I usually have an aversion to actors pretending to be police officers in this kind of scenario, but Lawful Killing: Mark Duggan was done with surprising care and nuance.

The BBC grows ever more lily-livered in the matter of current affairs. It would, you feel, rather devote an hour to yet another historian in a silly costume than to a piece of investigative journalism – the problem being that while the latter often has serious consequences, the wives of Henry VIII, being dead, cannot be libelled, and thus shows about them are consequence-free.

But what’s this? When I saw it, I had to rub my eyes. Lawful Killing: Mark Duggan, a 90-minute film at 8.30pm on BBC1 (5 December) about the shooting of the 29-year-old Londoner by the police in 2011? Who commissioned this extravaganza of inquiry, and by what strange magic did they secure for it such a whopping great slot in the pre-Christmas schedule? I would love to know. If you have the answers, do please drop me a postcard.
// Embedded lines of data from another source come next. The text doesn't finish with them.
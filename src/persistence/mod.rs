pub mod autosave;
pub mod backup;
pub mod namespace;
pub mod reconcile;
pub mod snapshot;

pub use autosave::{AnswerDraft, DraftAutosave};
pub use backup::BackupWriter;
pub use namespace::{Entry, Namespace, Repository, AUTOSAVE_KEY, PRIMARY_KEY};
pub use reconcile::{merge_candidate, reconcile, DecodeFailure, MergeOutcome, ReconcileReport};
pub use snapshot::{
    decode_candidate, decode_primary, encode_candidate, encode_primary, CandidateSnapshot,
    DecodedPrimary, PrimarySnapshot, SNAPSHOT_VERSION,
};
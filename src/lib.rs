pub mod db;
pub mod error;
pub mod models;
pub mod persistence;
pub mod scheduler;
pub mod scoring;
pub mod service;
pub mod settings;
pub mod store;
pub mod timer;
pub mod utils;

use std::path::PathBuf;
use std::sync::Arc;

use anyhow::{anyhow, Context, Result};
use clap::{Parser, Subcommand};
use serde_json::json;

pub use db::{KeyValueStore, MemoryStore, SqliteStore};
pub use error::{DecodeError, LifecycleError, ScoringError, StorageError};
pub use models::{Candidate, CandidateFields, CandidateStatus, InterviewSummary, Question};
pub use persistence::{ReconcileReport, Repository};
pub use scoring::{AnswerInput, AnswerScorer, ChoiceScorer};
pub use service::{BootReport, InterviewService};
pub use settings::{Settings, SettingsStore};
pub use store::{CandidateStore, Progress};

use models::{SortBy, SortOrder};

#[derive(Parser, Debug)]
#[command(name = "intervault")]
#[command(author, version, about = "Inspect and repair persisted interview state")]
struct Args {
    /// SQLite database file (overrides settings and INTERVAULT_DB_PATH)
    #[arg(long)]
    db: Option<PathBuf>,

    /// Settings file
    #[arg(long, default_value = "intervault.settings.json")]
    settings: PathBuf,

    #[command(subcommand)]
    command: Command,
}

#[derive(Subcommand, Debug)]
enum Command {
    /// Print the restored store and every durable key without writing
    Dump,
    /// Merge backup and emergency snapshots into the primary and save it
    Reconcile,
    /// Rewrite the primary snapshot and per-candidate backups
    Flush,
    /// List candidates the way the dashboard shows them
    List {
        /// Case-insensitive match on name, email or summary rating, or an
        /// exact substring of the phone number
        #[arg(long)]
        search: Option<String>,

        /// score, name, date or status
        #[arg(long, default_value = "date")]
        sort: String,

        /// asc or desc
        #[arg(long, default_value = "desc")]
        order: String,
    },
    /// Delete a candidate and purge its backups
    Delete { id: String },
    /// Remove every interview key: primary, backups, emergency copies and the draft
    Clear,
    /// Remove per-candidate backups older than the given age
    Prune {
        #[arg(long, default_value_t = 7)]
        days: u32,
    },
}

pub fn run() -> Result<()> {
    let args = Args::parse();

    let settings_store = SettingsStore::new(args.settings.clone())?;
    let settings = settings_store.settings();
    utils::init_logging(settings.debug);

    let db_path = args.db.clone().unwrap_or_else(|| settings.storage.db_path.clone());
    log::info!("intervault starting with {}", db_path.display());

    let runtime = tokio::runtime::Builder::new_current_thread()
        .enable_all()
        .build()
        .context("failed to build tokio runtime")?;

    runtime.block_on(async move {
        let store = SqliteStore::open(db_path, settings.storage.quota_bytes)?;
        let repo = Repository::new(Arc::new(store));
        let (service, boot) =
            InterviewService::boot(repo.clone(), &settings.persistence, Arc::new(ChoiceScorer));

        match args.command {
            Command::Dump => {
                let report = service.debug_dump().await?;
                print_json(&json!({ "boot": boot, "state": report }))
            }
            Command::List {
                search,
                sort,
                order,
            } => {
                let sort_by =
                    SortBy::parse(&sort).ok_or_else(|| anyhow!("unknown sort field: {sort}"))?;
                let sort_order =
                    SortOrder::parse(&order).ok_or_else(|| anyhow!("unknown sort order: {order}"))?;

                let mut store = service.store_snapshot().await;
                if let Some(term) = search {
                    store.set_search_term(term);
                }
                store.set_sort(sort_by, sort_order);

                let rows: Vec<_> = store
                    .visible_candidates()
                    .into_iter()
                    .map(|c| {
                        json!({
                            "id": c.id,
                            "name": c.name,
                            "email": c.email,
                            "status": c.status,
                            "totalScore": c.total_score,
                            "maxScore": c.max_score,
                            "createdAt": c.created_at,
                        })
                    })
                    .collect();
                print_json(&rows)
            }
            Command::Reconcile => {
                let pass = service.reconcile_now().await;
                let flushed = service.shutdown().await;
                print_json(&json!({ "boot": boot, "reconcile": pass, "flushed": flushed }))
            }
            Command::Flush => {
                let flushed = service.shutdown().await;
                print_json(&json!({ "flushed": flushed }))
            }
            Command::Delete { id } => {
                let existed = service.delete_candidate(&id).await;
                let flushed = service.shutdown().await;
                print_json(&json!({ "id": id, "existed": existed, "flushed": flushed }))
            }
            Command::Clear => {
                drop(service);
                let removed = repo.clear_all()?;
                log::info!("cleared {removed} interview keys");
                print_json(&json!({ "removed": removed }))
            }
            Command::Prune { days } => {
                let cutoff = chrono::Utc::now() - chrono::Duration::days(i64::from(days));
                let removed = repo.prune_backups(cutoff)?;
                log::info!("pruned {} backups saved before {cutoff}", removed.len());
                print_json(&json!({ "cutoff": cutoff, "removed": removed }))
            }
        }
    })
}

fn print_json<T: serde::Serialize>(value: &T) -> Result<()> {
    println!("{}", serde_json::to_string_pretty(value)?);
    Ok(())
}
//! Merges backup and emergency snapshots into the in-memory store.
//!
//! A pass is read-only with respect to storage and may be repeated: running
//! it twice over the same keys leaves the store as one run did.
//!
//! Merge policy for an id already in memory: the snapshot replaces the record
//! only if the snapshot is completed and its `interviewCompletedAt` is later
//! than the in-memory one, or the in-memory record has no completion time.
//! Replacement is always whole-record.

use chrono::{DateTime, Utc};
use serde::Serialize;

use super::namespace::{Namespace, Repository};
use super::snapshot::decode_candidate;
use crate::models::Candidate;
use crate::store::CandidateStore;
use crate::{log_info, log_warn};

const ENABLE_LOGS: bool = true;

#[derive(Debug, Clone, Copy, PartialEq, Eq, Serialize)]
#[serde(rename_all = "snake_case")]
pub enum MergeOutcome {
    Inserted,
    Replaced,
    Kept,
    Tombstoned,
}

#[derive(Debug, Clone, Serialize)]
#[serde(rename_all = "camelCase")]
pub struct DecodeFailure {
    pub key: String,
    pub reason: String,
}

#[derive(Debug, Clone, Default, Serialize)]
#[serde(rename_all = "camelCase")]
pub struct ReconcileReport {
    pub scanned: usize,
    pub inserted: Vec<String>,
    pub replaced: Vec<String>,
    pub kept: usize,
    pub tombstoned: Vec<String>,
    pub decode_failures: Vec<DecodeFailure>,
    /// Set when listing keys failed and the pass could not run.
    pub storage_error: Option<String>,
    /// Restored records that were mid-question with no countdown behind
    /// them, now paused. Filled by the caller that owns the clock.
    pub paused: Vec<String>,
}

impl ReconcileReport {
    pub fn changed(&self) -> bool {
        !self.inserted.is_empty() || !self.replaced.is_empty()
    }
}

/// One reconciliation pass over the backup and emergency namespaces.
pub fn reconcile(store: &mut CandidateStore, repo: &Repository, now: DateTime<Utc>) -> ReconcileReport {
    let mut report = ReconcileReport::default();

    for namespace in [Namespace::Backup, Namespace::Emergency] {
        let entries = match repo.list_by_namespace(namespace) {
            Ok(entries) => entries,
            Err(err) => {
                log_warn!("could not list {} keys: {err}", namespace.as_str());
                report.storage_error = Some(err.to_string());
                continue;
            }
        };

        for entry in entries {
            report.scanned += 1;
            let snapshot = match decode_candidate(&entry.bytes) {
                Ok(snapshot) => snapshot,
                Err(err) => {
                    log_warn!("skipping undecodable snapshot {}: {err}", entry.key);
                    report.decode_failures.push(DecodeFailure {
                        key: entry.key,
                        reason: err.to_string(),
                    });
                    continue;
                }
            };

            let id = snapshot.candidate.id.clone();
            match merge_candidate(store, snapshot.candidate, now) {
                MergeOutcome::Inserted => report.inserted.push(id),
                MergeOutcome::Replaced => report.replaced.push(id),
                MergeOutcome::Kept => report.kept += 1,
                MergeOutcome::Tombstoned => report.tombstoned.push(id),
            }
        }
    }

    if report.changed() {
        log_info!(
            "reconciliation restored {} and replaced {} candidates",
            report.inserted.len(),
            report.replaced.len()
        );
    }
    report
}

/// Merges one decoded candidate. The tombstone check runs before anything
/// else looks at the record.
pub fn merge_candidate(store: &mut CandidateStore, mut decoded: Candidate, now: DateTime<Utc>) -> MergeOutcome {
    if store.is_tombstoned(&decoded.id) {
        return MergeOutcome::Tombstoned;
    }

    match store.position(&decoded.id) {
        None => {
            decoded.restored_at = Some(now);
            store.push(decoded);
            MergeOutcome::Inserted
        }
        Some(index) => {
            if snapshot_wins(&store.candidates()[index], &decoded) {
                decoded.restored_at = Some(now);
                store.replace(index, decoded);
                MergeOutcome::Replaced
            } else {
                MergeOutcome::Kept
            }
        }
    }
}

fn snapshot_wins(existing: &Candidate, decoded: &Candidate) -> bool {
    if !decoded.is_completed() {
        return false;
    }
    match (existing.interview_completed_at, decoded.interview_completed_at) {
        (None, Some(_)) => true,
        (None, None) => !existing.is_completed(),
        (Some(current), Some(candidate)) => candidate > current,
        (Some(_), None) => false,
    }
}
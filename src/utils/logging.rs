//! Logging macros gated by a module-level `ENABLE_LOGS` flag.
//!
//! Persistence modules log on every flush and reconciliation pass; the flag
//! lets one of them be silenced without touching the global filter.
//!
//! ```ignore
//! const ENABLE_LOGS: bool = true;
//!
//! use crate::{log_info, log_warn};
//!
//! log_info!("flushed {} candidates", count);
//! ```

/// `log::debug!` when the calling module's `ENABLE_LOGS` is set.
#[macro_export]
macro_rules! log_debug {
    ($($arg:tt)*) => {
        if ENABLE_LOGS {
            log::debug!($($arg)*);
        }
    };
}

/// `log::info!` when the calling module's `ENABLE_LOGS` is set.
#[macro_export]
macro_rules! log_info {
    ($($arg:tt)*) => {
        if ENABLE_LOGS {
            log::info!($($arg)*);
        }
    };
}

/// `log::warn!` when the calling module's `ENABLE_LOGS` is set.
#[macro_export]
macro_rules! log_warn {
    ($($arg:tt)*) => {
        if ENABLE_LOGS {
            log::warn!($($arg)*);
        }
    };
}

/// `log::error!` when the calling module's `ENABLE_LOGS` is set.
#[macro_export]
macro_rules! log_error {
    ($($arg:tt)*) => {
        if ENABLE_LOGS {
            log::error!($($arg)*);
        }
    };
}

/// Installs `env_logger` for the binary at `info`, or `debug` when
/// `INTERVAULT_DEBUG` is set.
pub fn init_logging(debug: bool) {
    let level = if debug {
        log::LevelFilter::Debug
    } else {
        log::LevelFilter::Info
    };
    let _ = env_logger::Builder::from_default_env()
        .filter_level(level)
        .try_init();
}
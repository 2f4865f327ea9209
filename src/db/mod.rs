//! Durable key/value storage.
//!
//! [`KeyValueStore`] is the only seam through which the rest of the crate
//! touches durable storage. Calls are synchronous and report failures as
//! [`StorageError`] values; a rejected write never takes the caller down.

use crate::error::StorageError;

mod memory;
mod migrations;
mod sqlite;

pub use memory::MemoryStore;
pub use sqlite::SqliteStore;

pub trait KeyValueStore: Send + Sync {
    fn get(&self, key: &str) -> Result<Option<Vec<u8>>, StorageError>;

    fn set(&self, key: &str, value: &[u8]) -> Result<(), StorageError>;

    /// Deleting an absent key succeeds.
    fn delete(&self, key: &str) -> Result<(), StorageError>;

    /// Keys starting with `prefix`, sorted ascending. An empty prefix lists everything.
    fn list_keys(&self, prefix: &str) -> Result<Vec<String>, StorageError>;
}

impl<T: KeyValueStore + ?Sized> KeyValueStore for std::sync::Arc<T> {
    fn get(&self, key: &str) -> Result<Option<Vec<u8>>, StorageError> {
        (**self).get(key)
    }

    fn set(&self, key: &str, value: &[u8]) -> Result<(), StorageError> {
        (**self).set(key, value)
    }

    fn delete(&self, key: &str) -> Result<(), StorageError> {
        (**self).delete(key)
    }

    fn list_keys(&self, prefix: &str) -> Result<Vec<String>, StorageError> {
        (**self).list_keys(prefix)
    }
}
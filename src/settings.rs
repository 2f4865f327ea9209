use anyhow::{Context, Result};
use serde::{Deserialize, Serialize};
use std::{
    fs,
    path::PathBuf,
    sync::{RwLock, RwLockReadGuard, RwLockWriteGuard},
    time::Duration,
};

pub const DB_PATH_ENV: &str = "INTERVAULT_DB_PATH";
pub const QUOTA_ENV: &str = "INTERVAULT_QUOTA_BYTES";
pub const DEBUG_ENV: &str = "INTERVAULT_DEBUG";

#[derive(Debug, Clone, Serialize, Deserialize, PartialEq)]
#[serde(default, rename_all = "camelCase")]
pub struct StorageSettings {
    pub db_path: PathBuf,
    /// Caps the total bytes held by the key/value store.
    pub quota_bytes: Option<u64>,
}

impl Default for StorageSettings {
    fn default() -> Self {
        Self {
            db_path: PathBuf::from("intervault.sqlite3"),
            quota_bytes: None,
        }
    }
}

#[derive(Debug, Clone, Serialize, Deserialize, PartialEq)]
#[serde(default, rename_all = "camelCase")]
pub struct PersistenceSettings {
    pub primary_throttle_ms: u64,
    pub flush_delay_ms: u64,
    pub autosave_interval_ms: u64,
    pub draft_debounce_ms: u64,
    pub clock_tick_ms: u64,
}

impl Default for PersistenceSettings {
    fn default() -> Self {
        Self {
            primary_throttle_ms: 100,
            flush_delay_ms: 100,
            autosave_interval_ms: 5_000,
            draft_debounce_ms: 2_000,
            clock_tick_ms: 1_000,
        }
    }
}

impl PersistenceSettings {
    pub fn primary_throttle(&self) -> Duration {
        Duration::from_millis(self.primary_throttle_ms)
    }

    pub fn flush_delay(&self) -> Duration {
        Duration::from_millis(self.flush_delay_ms)
    }

    pub fn autosave_interval(&self) -> Duration {
        Duration::from_millis(self.autosave_interval_ms.max(1))
    }

    pub fn draft_debounce(&self) -> Duration {
        Duration::from_millis(self.draft_debounce_ms)
    }

    pub fn clock_tick(&self) -> Duration {
        Duration::from_millis(self.clock_tick_ms.max(1))
    }
}

#[derive(Debug, Clone, Default, Serialize, Deserialize, PartialEq)]
#[serde(default, rename_all = "camelCase")]
pub struct Settings {
    pub storage: StorageSettings,
    pub persistence: PersistenceSettings,
    pub debug: bool,
}

impl Settings {
    /// Applies `INTERVAULT_*` overrides from `lookup`.
    pub fn apply_env(&mut self, lookup: impl Fn(&str) -> Option<String>) {
        if let Some(path) = lookup(DB_PATH_ENV).filter(|p| !p.is_empty()) {
            self.storage.db_path = PathBuf::from(path);
        }
        if let Some(quota) = lookup(QUOTA_ENV).and_then(|q| q.trim().parse().ok()) {
            self.storage.quota_bytes = Some(quota);
        }
        if let Some(debug) = lookup(DEBUG_ENV) {
            self.debug = debug == "1" || debug.eq_ignore_ascii_case("true");
        }
    }
}

pub struct SettingsStore {
    path: PathBuf,
    data: RwLock<Settings>,
}

impl SettingsStore {
    /// Loads `path` if it exists. A file that does not parse yields defaults.
    pub fn new(path: PathBuf) -> Result<Self> {
        let mut data: Settings = if path.exists() {
            let contents = fs::read_to_string(&path)
                .with_context(|| format!("Failed to read settings from {}", path.display()))?;
            serde_json::from_str(&contents).unwrap_or_else(|err| {
                log::warn!("ignoring unreadable settings file {}: {err}", path.display());
                Settings::default()
            })
        } else {
            Settings::default()
        };
        data.apply_env(|key| std::env::var(key).ok());

        Ok(Self {
            path,
            data: RwLock::new(data),
        })
    }

    fn read(&self) -> RwLockReadGuard<'_, Settings> {
        match self.data.read() {
            Ok(guard) => guard,
            Err(poisoned) => poisoned.into_inner(),
        }
    }

    fn write(&self) -> RwLockWriteGuard<'_, Settings> {
        match self.data.write() {
            Ok(guard) => guard,
            Err(poisoned) => poisoned.into_inner(),
        }
    }

    pub fn settings(&self) -> Settings {
        self.read().clone()
    }

    pub fn update_persistence(&self, persistence: PersistenceSettings) -> Result<()> {
        let mut guard = self.write();
        guard.persistence = persistence;
        self.persist(&guard)
    }

    fn persist(&self, data: &Settings) -> Result<()> {
        let serialized = serde_json::to_string_pretty(data)?;
        fs::write(&self.path, serialized)
            .with_context(|| format!("Failed to write settings to {}", self.path.display()))
    }
}

#[cfg(test)]
mod tests {
    use super::*;

    #[test]
    fn partial_file_keeps_defaults() {
        let dir = tempfile::tempdir().unwrap();
        let path = dir.path().join("settings.json");
        fs::write(&path, r#"{"persistence":{"flushDelayMs":250}}"#).unwrap();

        let settings = SettingsStore::new(path).unwrap().settings();
        assert_eq!(settings.persistence.flush_delay_ms, 250);
        assert_eq!(settings.persistence.autosave_interval_ms, 5_000);
    }

    #[test]
    fn env_overrides_win() {
        let mut settings = Settings::default();
        settings.apply_env(|key| match key {
            DB_PATH_ENV => Some("/tmp/other.sqlite3".into()),
            QUOTA_ENV => Some("4096".into()),
            DEBUG_ENV => Some("true".into()),
            _ => None,
        });
        assert_eq!(settings.storage.db_path, PathBuf::from("/tmp/other.sqlite3"));
        assert_eq!(settings.storage.quota_bytes, Some(4096));
        assert!(settings.debug);
    }

    #[test]
    fn update_persists_to_disk() {
        let dir = tempfile::tempdir().unwrap();
        let path = dir.path().join("settings.json");
        let store = SettingsStore::new(path.clone()).unwrap();
        let mut persistence = store.settings().persistence;
        persistence.draft_debounce_ms = 500;
        store.update_persistence(persistence).unwrap();

        let reloaded: Settings = serde_json::from_str(&fs::read_to_string(path).unwrap()).unwrap();
        assert_eq!(reloaded.persistence.draft_debounce_ms, 500);
    }
}
//! Redundant snapshot writes triggered by lifecycle events.
//!
//! | event               | primary     | backup:<id> | emergency:<id> |
//! |---------------------|-------------|-------------|----------------|
//! | answer submitted    | throttled   | write       |                |
//! | interview completed | throttled   | write       | write          |
//! | candidate deleted   | immediate   | purge       | purge          |
//!
//! Throttled primary writes that land inside the throttle window are left
//! dirty and picked up by the next [`BackupWriter::flush`].

use std::collections::BTreeSet;
use std::time::Duration;

use chrono::{DateTime, Utc};
use tokio::time::Instant;

use super::namespace::{Namespace, Repository};
use super::snapshot::{encode_candidate, encode_primary};
use crate::error::StorageError;
use crate::store::CandidateStore;
use crate::{log_debug, log_info, log_warn};

const ENABLE_LOGS: bool = true;

pub struct BackupWriter {
    repo: Repository,
    throttle: Duration,
    last_primary_write: Option<Instant>,
    primary_dirty: bool,
    dirty_candidates: BTreeSet<String>,
    last_error: Option<StorageError>,
}

impl BackupWriter {
    pub fn new(repo: Repository, throttle: Duration) -> Self {
        Self {
            repo,
            throttle,
            last_primary_write: None,
            primary_dirty: false,
            dirty_candidates: BTreeSet::new(),
            last_error: None,
        }
    }

    pub fn repository(&self) -> &Repository {
        &self.repo
    }

    pub fn is_dirty(&self) -> bool {
        self.primary_dirty || !self.dirty_candidates.is_empty()
    }

    /// Most recent write failure, cleared by the next fully successful flush.
    pub fn last_error(&self) -> Option<&StorageError> {
        self.last_error.as_ref()
    }

    /// Any store mutation that has no dedicated hook.
    pub fn mark_dirty(&mut self, candidate_id: Option<&str>) {
        self.primary_dirty = true;
        if let Some(id) = candidate_id {
            self.dirty_candidates.insert(id.to_string());
        }
    }

    pub fn on_answer_submitted(&mut self, store: &CandidateStore, id: &str, now: DateTime<Utc>) -> bool {
        let backed_up = self.write_backup(store, id, now);
        self.primary_dirty = true;
        let primary = self.write_primary_throttled(store, now);
        backed_up && primary
    }

    pub fn on_interview_completed(&mut self, store: &CandidateStore, id: &str, now: DateTime<Utc>) -> bool {
        let backed_up = self.write_backup(store, id, now);
        let emergency = self.write_emergency(store, id, now);
        self.primary_dirty = true;
        let primary = self.write_primary_throttled(store, now);
        backed_up && emergency && primary
    }

    /// Purges every durable copy of `id`, then writes the primary snapshot
    /// straight away so the tombstone is durable before anything else runs.
    pub fn on_candidate_deleted(&mut self, store: &CandidateStore, id: &str, now: DateTime<Utc>) -> bool {
        self.dirty_candidates.remove(id);
        let purged = match self.repo.purge_candidate(id) {
            Ok(removed) => {
                log_info!("purged durable copies of deleted candidate {id} ({removed} keys)");
                true
            }
            Err(err) => {
                log_warn!("failed to purge candidate {id}: {err}");
                self.last_error = Some(err);
                false
            }
        };
        self.primary_dirty = true;
        purged && self.write_primary(store, now)
    }

    /// Writes everything pending, bypassing the throttle. Safe to call at any
    /// time; with nothing dirty it still rewrites the primary snapshot.
    pub fn flush(&mut self, store: &CandidateStore, now: DateTime<Utc>) -> bool {
        let pending: Vec<String> = std::mem::take(&mut self.dirty_candidates).into_iter().collect();
        let mut ok = true;
        for id in pending {
            if store.contains(&id) && !self.write_backup(store, &id, now) {
                self.dirty_candidates.insert(id);
                ok = false;
            }
        }
        ok &= self.write_primary(store, now);
        if ok {
            self.last_error = None;
        }
        ok
    }

    fn write_primary_throttled(&mut self, store: &CandidateStore, now: DateTime<Utc>) -> bool {
        let within_window = self
            .last_primary_write
            .is_some_and(|last| last.elapsed() < self.throttle);
        if within_window {
            log_debug!("primary write coalesced");
            return true;
        }
        self.write_primary(store, now)
    }

    fn write_primary(&mut self, store: &CandidateStore, now: DateTime<Utc>) -> bool {
        let bytes = match encode_primary(store, now) {
            Ok(bytes) => bytes,
            Err(err) => {
                log_warn!("failed to encode primary snapshot: {err}");
                return false;
            }
        };
        match self.repo.write_primary(&bytes) {
            Ok(()) => {
                self.primary_dirty = false;
                self.last_primary_write = Some(Instant::now());
                log_debug!("primary snapshot written ({} candidates)", store.len());
                true
            }
            Err(err) => {
                log_warn!("primary snapshot write rejected: {err}");
                self.last_error = Some(err);
                false
            }
        }
    }

    fn write_backup(&mut self, store: &CandidateStore, id: &str, now: DateTime<Utc>) -> bool {
        self.write_owned(Namespace::Backup, store, id, now)
    }

    fn write_emergency(&mut self, store: &CandidateStore, id: &str, now: DateTime<Utc>) -> bool {
        self.write_owned(Namespace::Emergency, store, id, now)
    }

    fn write_owned(
        &mut self,
        namespace: Namespace,
        store: &CandidateStore,
        id: &str,
        now: DateTime<Utc>,
    ) -> bool {
        let Some(candidate) = store.get(id) else {
            log_warn!("no candidate {id} to back up");
            return false;
        };
        let result = encode_candidate(candidate, now)
            .map_err(|err| StorageError::Backend(err.to_string()))
            .and_then(|bytes| self.repo.write_owned(namespace, id, &bytes));
        match result {
            Ok(()) => true,
            Err(err) => {
                log_warn!("{} snapshot of {id} rejected: {err}", namespace.as_str());
                self.dirty_candidates.insert(id.to_string());
                self.last_error = Some(err);
                false
            }
        }
    }
}

#[cfg(test)]
mod tests {
    use super::*;
    use crate::db::{KeyValueStore, MemoryStore};
    use crate::models::{CandidateFields, Difficulty, Question};
    use crate::persistence::namespace::PRIMARY_KEY;
    use crate::persistence::snapshot::decode_primary;
    use crate::store::AnswerEvent;
    use std::sync::Arc;

    fn setup(quota: Option<u64>) -> (Arc<MemoryStore>, BackupWriter, CandidateStore, String) {
        let kv = Arc::new(quota.map(MemoryStore::with_quota).unwrap_or_default());
        let writer = BackupWriter::new(Repository::new(kv.clone()), Duration::from_millis(100));
        let mut store = CandidateStore::new();
        let now = Utc::now();
        let id = store
            .create_candidate(CandidateFields::new("Ada", "", ""), now)
            .unwrap();
        store
            .start_interview(&id, vec![Question::new("q1", "?", Difficulty::Easy)], now)
            .unwrap();
        (kv, writer, store, id)
    }

    #[tokio::test(start_paused = true)]
    async fn answer_writes_backup_and_throttles_primary() {
        let (kv, mut writer, mut store, id) = setup(None);
        let now = Utc::now();
        store
            .submit_answer(&id, AnswerEvent::manual("q1", "a", None, 7, "ok"), now)
            .unwrap();

        assert!(writer.on_answer_submitted(&store, &id, now));
        assert!(kv.get(&format!("backup:{id}")).unwrap().is_some());
        assert!(!writer.is_dirty());

        store.set_search_term("ad");
        assert!(writer.on_answer_submitted(&store, &id, now));
        assert!(writer.is_dirty(), "second primary write inside the window is coalesced");

        tokio::time::advance(Duration::from_millis(150)).await;
        assert!(writer.flush(&store, now));
        let primary = decode_primary(&kv.get(PRIMARY_KEY).unwrap().unwrap()).unwrap();
        assert_eq!(primary.store.view().search_term, "ad");
    }

    #[tokio::test]
    async fn completion_writes_emergency_snapshot() {
        let (kv, mut writer, mut store, id) = setup(None);
        store.next_question(&id, Utc::now()).unwrap();
        assert!(writer.on_interview_completed(&store, &id, Utc::now()));
        assert!(kv.get(&format!("emergency:{id}")).unwrap().is_some());
    }

    #[tokio::test]
    async fn deletion_purges_and_records_tombstone() {
        let (kv, mut writer, mut store, id) = setup(None);
        writer.on_interview_completed(&store, &id, Utc::now());
        kv.set(&format!("interview-backup-{id}"), b"{}").unwrap();

        store.delete_candidate(&id);
        assert!(writer.on_candidate_deleted(&store, &id, Utc::now()));
        assert_eq!(kv.list_keys("").unwrap(), vec![PRIMARY_KEY.to_string()]);
        let primary = decode_primary(&kv.get(PRIMARY_KEY).unwrap().unwrap()).unwrap();
        assert!(primary.store.is_tombstoned(&id));
    }

    #[tokio::test]
    async fn quota_failure_is_reported_not_fatal() {
        let (_kv, mut writer, store, id) = setup(Some(32));
        writer.mark_dirty(Some(&id));
        assert!(!writer.flush(&store, Utc::now()));
        assert!(matches!(writer.last_error(), Some(StorageError::QuotaExceeded { .. })));
        assert!(writer.is_dirty());
    }
}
What made it even more amazing was that this documentary contained no hint of a scoop. It was revelatory, but its disclosures were achieved cumulatively, through the careful pulling together of every possible version of the events of that August day: wildly conflicting stories that its director, Jaimie D’Cruz, told through a combination of interviews and reconstructions.

I usually have an aversion to actors pretending to be police officers in this kind of scenario; they often come over like The Sweeney gone wrong. But the dramatisations in Lawful Killing had a terrible veracity, being based almost entirely on transcripts of the real thing (inquest accounts, witnesses’ interviews, and so on). Every voice seemed to reveal something, however unwittingly. In these accounts, the attentive viewer heard uncertainty and exaggeration, ambivalence and self-aggrandisement, misunderstanding and back-covering – all those human things that make the so-called truth so elusive and so damnably difficult to pin to the page.

A lot of the supposed intelligence that caused the police to follow Duggan that day remains secret, and I can’t see this changing any time soon. For this reason, I am not qualified, even after seeing the film, to say whether or not he was holding a gun as he emerged from a minicab on that warm afternoon. (The inquest jury decided that Duggan threw a weapon on to a nearby patch of grass before he was – lawfully – shot by an armed officer, while the Independent Police Complaints Commission, which had access to the secret intelligence, decided he was killed while holding one.) However, other things do seem to me to be crystal clear, and chief among them is the strange, cowardly and stupidly inept behaviour of the police immediately after his death.

In those hours, rumours swirled. At Duggan’s mother’s house, the family gathered, expecting a knock on the door at any time. How, they wondered, can a person be dead when the police have not yet informed their closest relatives? But no one came. The next day, the extended clan went to Tottenham Police Station where, again, they waited, for several hours. “Someone will be with you shortly,” they were told. Still, no one came. It was, incidentally, as they finally made their way back home that Duggan’s sister Kay Harrison saw a burning car. It was the first sign of the nationwide riots that – speaking of consequences – ultimately resulted in the deaths of five people.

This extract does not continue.